United States District Court, Southern District of Illinois, Benton Division
February 1, 1985
DISTRICT 12, UNITED MINE WORKERS OF AMERICA, ET AL., PLAINTIFFS,
PEABODY COAL COMPANY, DEFENDANT.
The opinion of the court was delivered by: Foreman, Chief Judge:
MEMORANDUM AND ORDER
This case is now before the Court on the cross-motions for
summary judgment (Document No. 7 and 16). Plaintiffs brought this
action pursuant to § 301 of the Labor Management Relations Act,
29 U.S.C. § 185, to enforce a prior arbitration award dated
October 30, 1974, rendered by arbitrator Fisher, which held that
Peabody Coal Company (Peabody) did not violate the collective
bargaining agreement by abolishing the exclusively first shift
job of belt repairmen but that Peabody did not have the right to
assign the grievants (former first shift belt repairmen) to a
rotating shift against their wills.
The plaintiffs herein allege that Peabody, pursuant to a
reduction and realignment of its work force has violated the 1974
award by assigning them to rotating shifts every two weeks.
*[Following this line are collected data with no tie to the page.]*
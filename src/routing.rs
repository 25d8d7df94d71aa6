//! Application router configuration.

use axum::{
    Router,
    response::Redirect,
    routing::{get, post},
};
use tower_http::services::ServeDir;

use crate::{
    AppState,
    dashboard::{get_dashboard_page, get_expense_chart_data},
    endpoints,
    internal_server_error::get_internal_server_error_page,
    not_found::get_404_not_found,
    transaction::{
        adjust_amount_sign_endpoint, create_transaction_endpoint, get_create_transaction_page,
    },
};

/// Return a router with all the app's routes.
pub fn build_router(state: AppState) -> Router {
    Router::new()
        .route(endpoints::ROOT, get(get_index_page))
        .route(endpoints::DASHBOARD_VIEW, get(get_dashboard_page))
        .route(
            endpoints::NEW_TRANSACTION_VIEW,
            get(get_create_transaction_page),
        )
        .route(
            endpoints::INTERNAL_ERROR_VIEW,
            get(get_internal_server_error_page),
        )
        .route(
            endpoints::TRANSACTIONS_API,
            post(create_transaction_endpoint),
        )
        .route(
            endpoints::AMOUNT_SIGN_API,
            post(adjust_amount_sign_endpoint),
        )
        .route(endpoints::EXPENSE_CHART_API, get(get_expense_chart_data))
        .nest_service(endpoints::STATIC, ServeDir::new("static/"))
        .fallback(get_404_not_found)
        .with_state(state)
}

/// The root path '/' redirects to the dashboard page.
async fn get_index_page() -> Redirect {
    Redirect::to(endpoints::DASHBOARD_VIEW)
}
The defendant argues that whether or not the 1974 award is
binding in this context is a matter for arbitration and not for
this Court to decide. On the other hand, the plaintiffs argue
that since the present action concerns matters identical both as
to parties and issues as the 1974 award, this Court should
enforce the 1974 award without requiring the plaintiffs to again
submit to arbitration.
Summary judgment is appropriate only where the record shows
that "there is no genuine issue as to any material fact and that
the moving party is entitled to a judgment as a matter of law."
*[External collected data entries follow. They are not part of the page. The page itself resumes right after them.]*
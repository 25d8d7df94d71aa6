//! This file defines the templates and a convenience function for creating the navigation bar.

use maud::{Markup, html};

use crate::endpoints;

/// Template for a link in the navigation bar.
///
/// It will change appearance if `is_current` is set to
/// `true`. Only one link should be set as active at any one time.
#[derive(Clone)]
struct Link<'a> {
    url: &'a str,
    title: &'a str,
    is_current: bool,
}

impl Link<'_> {
    fn into_desktop_html(self) -> Markup {
        let style = if self.is_current {
            "block py-2 px-3 text-white bg-blue-700 rounded-sm sm:bg-transparent
        sm:text-blue-700 sm:p-0 dark:text-white sm:dark:text-blue-500"
        } else {
            "block py-2 px-3 text-gray-900 rounded-sm hover:bg-gray-100
        sm:hover:bg-transparent sm:border-0 sm:hover:text-blue-700 sm:p-0
        dark:text-white sm:dark:hover:text-blue-500 dark:hover:bg-gray-700
        dark:hover:text-white sm:dark:hover:bg-transparent"
        };

        html!(
            a
                href=(self.url)
                class=(style)
                aria-current=[self.is_current.then_some("page")]
            {
                (self.title)
            }
        )
    }
}

pub struct NavBar<'a> {
    links: Vec<Link<'a>>,
}

impl NavBar<'_> {
    /// Get the navigation bar.
    ///
    /// If a link matches `active_endpoint`, then that link will be
    /// marked as active and displayed differently in the HTML.
    pub fn new(active_endpoint: &str) -> NavBar<'_> {
        let links = vec![
            Link {
                url: endpoints::DASHBOARD_VIEW,
                title: "Dashboard",
                is_current: active_endpoint == endpoints::DASHBOARD_VIEW,
            },
            Link {
                url: endpoints::NEW_TRANSACTION_VIEW,
                title: "Add Transaction",
                is_current: active_endpoint == endpoints::NEW_TRANSACTION_VIEW,
            },
        ];

        NavBar { links }
    }

    pub fn into_html(self) -> Markup {
        // Template adapted from https://flowbite.com/docs/components/navbar/#default-navbar
        html!(
            nav class="bg-white border-gray-200 dark:bg-gray-900"
            {
                div
                    class="max-w-screen-xl flex flex-wrap items-center justify-between mx-auto p-4"
                {
                    a
                        href="/"
                        class="flex items-center space-x-3 rtl:space-x-reverse"
                    {
                        span
                            class="self-center text-2xl font-semibold whitespace-nowrap dark:text-white"
                        {
                            "Pocket Ledger"
                        }
                    }

                    div class="flex items-center gap-4 sm:gap-8"
                    {
                        ul
                            class="font-medium flex flex-row space-x-4 sm:space-x-8
                            rtl:space-x-reverse"
                        {
                            @for link in self.links {
                                li { (link.into_desktop_html()) }
                            }
                        }

                        (theme_toggle())
                    }
                }
            }
        )
    }
}

/// A button that switches between the light and dark theme.
///
/// The click handler and label updates live in `static/app.js`.
fn theme_toggle() -> Markup {
    html!(
        button
            id="theme-toggle"
            type="button"
            class="px-3 py-1.5 text-sm font-medium rounded border border-gray-300
            dark:border-gray-600 text-gray-900 dark:text-white hover:bg-gray-100
            dark:hover:bg-gray-700"
        {
            "🌙 Dark"
        }
    )
}

#[cfg(test)]
mod nav_bar_tests {
    use std::collections::HashMap;

    use scraper::{Html, Selector};

    use crate::{endpoints, navigation::NavBar};

    #[test]
    fn has_theme_toggle() {
        let html = NavBar::new(endpoints::DASHBOARD_VIEW).into_html().into_string();
        let document = Html::parse_fragment(&html);

        let toggle = document
            .select(&Selector::parse("nav button#theme-toggle").unwrap())
            .next()
            .expect("want theme toggle button in nav bar");
        assert_eq!(toggle.value().attr("type"), Some("button"));
    }

    #[test]
    fn set_active_endpoint() {
        let mut cases = HashMap::new();
        cases.insert(endpoints::DASHBOARD_VIEW, true);
        cases.insert(endpoints::NEW_TRANSACTION_VIEW, true);

        cases.insert(endpoints::ROOT, false);
        cases.insert(endpoints::INTERNAL_ERROR_VIEW, false);
        cases.insert(endpoints::TRANSACTIONS_API, false);
        cases.insert(endpoints::EXPENSE_CHART_API, false);

        for (endpoint, should_be_active) in cases {
            let nav_bar = NavBar::new(endpoint);

            assert_link_active(nav_bar, endpoint, should_be_active);
        }
    }

    #[track_caller]
    fn assert_link_active(nav_bar: NavBar<'_>, endpoint: &str, should_be_active: bool) {
        let get_active_string = |is_active: bool| -> &str {
            if is_active {
                "active (true)"
            } else {
                "inactive (false)"
            }
        };

        for link in nav_bar.links {
            if link.url == endpoint {
                assert_eq!(
                    link.is_current,
                    should_be_active,
                    "Link for current page should be {} but got {}",
                    get_active_string(should_be_active),
                    get_active_string(link.is_current),
                )
            } else {
                assert!(
                    !link.is_current,
                    "Link for inactive page should {} but got {}",
                    get_active_string(false),
                    get_active_string(link.is_current)
                )
            }
        }
    }
}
Fed.R.Civ.P. 56. The party moving for summary judgment has the
burden of establishing the lack of a genuine issue of material
fact. Korf v. Ball State University, 726 F.2d 1222, 1226 (7th
Cir. 1984). The Court must view the evidence, and the reasonable
inferences to be drawn therefrom, in the light most favorable to
the party opposing summary judgment. Where the moving party fails
to meet its strict burden of proof, summary judgment cannot be
entered even if the opposing party fails to respond to the
motion. Yorger v. Pittsburg Corning Corp., 733 F.2d 1215 (7th
Where the moving party has met its initial burden and the
opposing party asserts the existence of a question of fact, the
Seventh Circuit has identified two considerations to be used in
determining whether the non-moving party has established that
there is a genuine issue as to that fact.
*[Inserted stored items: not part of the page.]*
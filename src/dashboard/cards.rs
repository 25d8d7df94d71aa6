//! Card components for the dashboard summary totals.

use maud::{Markup, html};
use rust_decimal::Decimal;

use crate::{
    dashboard::aggregation::Summary,
    html::{
        AMOUNT_NEGATIVE_STYLE, AMOUNT_POSITIVE_STYLE, CARD_STYLE, CARD_TITLE_STYLE,
        format_currency,
    },
};

/// Renders the income, expenses and net balance cards.
pub(super) fn summary_cards_view(summary: &Summary) -> Markup {
    let net_balance_style =
        if summary.net_balance.is_sign_negative() && !summary.net_balance.is_zero() {
            AMOUNT_NEGATIVE_STYLE
        } else {
            AMOUNT_POSITIVE_STYLE
        };

    html! {
        section
            id="summary"
            class="grid grid-cols-1 sm:grid-cols-3 gap-4 w-full mb-6"
        {
            (summary_card("income", "Income", summary.income_total, AMOUNT_POSITIVE_STYLE))
            (summary_card("expenses", "Expenses", summary.expense_total, AMOUNT_NEGATIVE_STYLE))
            (summary_card("net-balance", "Net Balance", summary.net_balance, net_balance_style))
        }
    }
}

fn summary_card(id: &str, title: &str, amount: Decimal, amount_style: &str) -> Markup {
    html! {
        div
            id={ "summary-" (id) }
            class=(CARD_STYLE)
            data-amount=(amount)
        {
            h3 class=(CARD_TITLE_STYLE) { (title) }

            p class={ "text-2xl font-bold " (amount_style) }
            {
                (format_currency(amount))
            }
        }
    }
}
To create a question of fact, an adverse party
responding to a properly made and supported summary
judgment motion must set forth specific facts showing
that there is a genuine issue for trial. . . . A
party may not rest on mere allegations or denials of
his pleadings; similarly, a bare contention that an
issue of fact exists is insufficient to raise a
Posey v. Skyline Corp. 702 F.2d 102
, 105 (7th Cir.), cert.
denied, ___ U.S. ___, 104 S.Ct. 392
, 78 L.Ed.2d 336 (1983).
Furthermore, the disputed fact must be material, that is, it must
be outcome-determinative under the applicable law. Egger v.
Phillips, 710 F.2d 292
, 296 (7th Cir.) (en banc), cert. denied,
___ U.S. ___, 104 S.Ct. 284
, 78 L.Ed.2d 262 (1983).
The fact that both parties argue for summary judgment does not
indicate that there is no genuine issues of material fact.
Wright, Miller and Kane, Federal Practice and Procedure: Civil 21
§ 2720. The Court must rule on each motion separately,
determining as to each motion whether a judgment may be entered
in accordance with the above principles. Id.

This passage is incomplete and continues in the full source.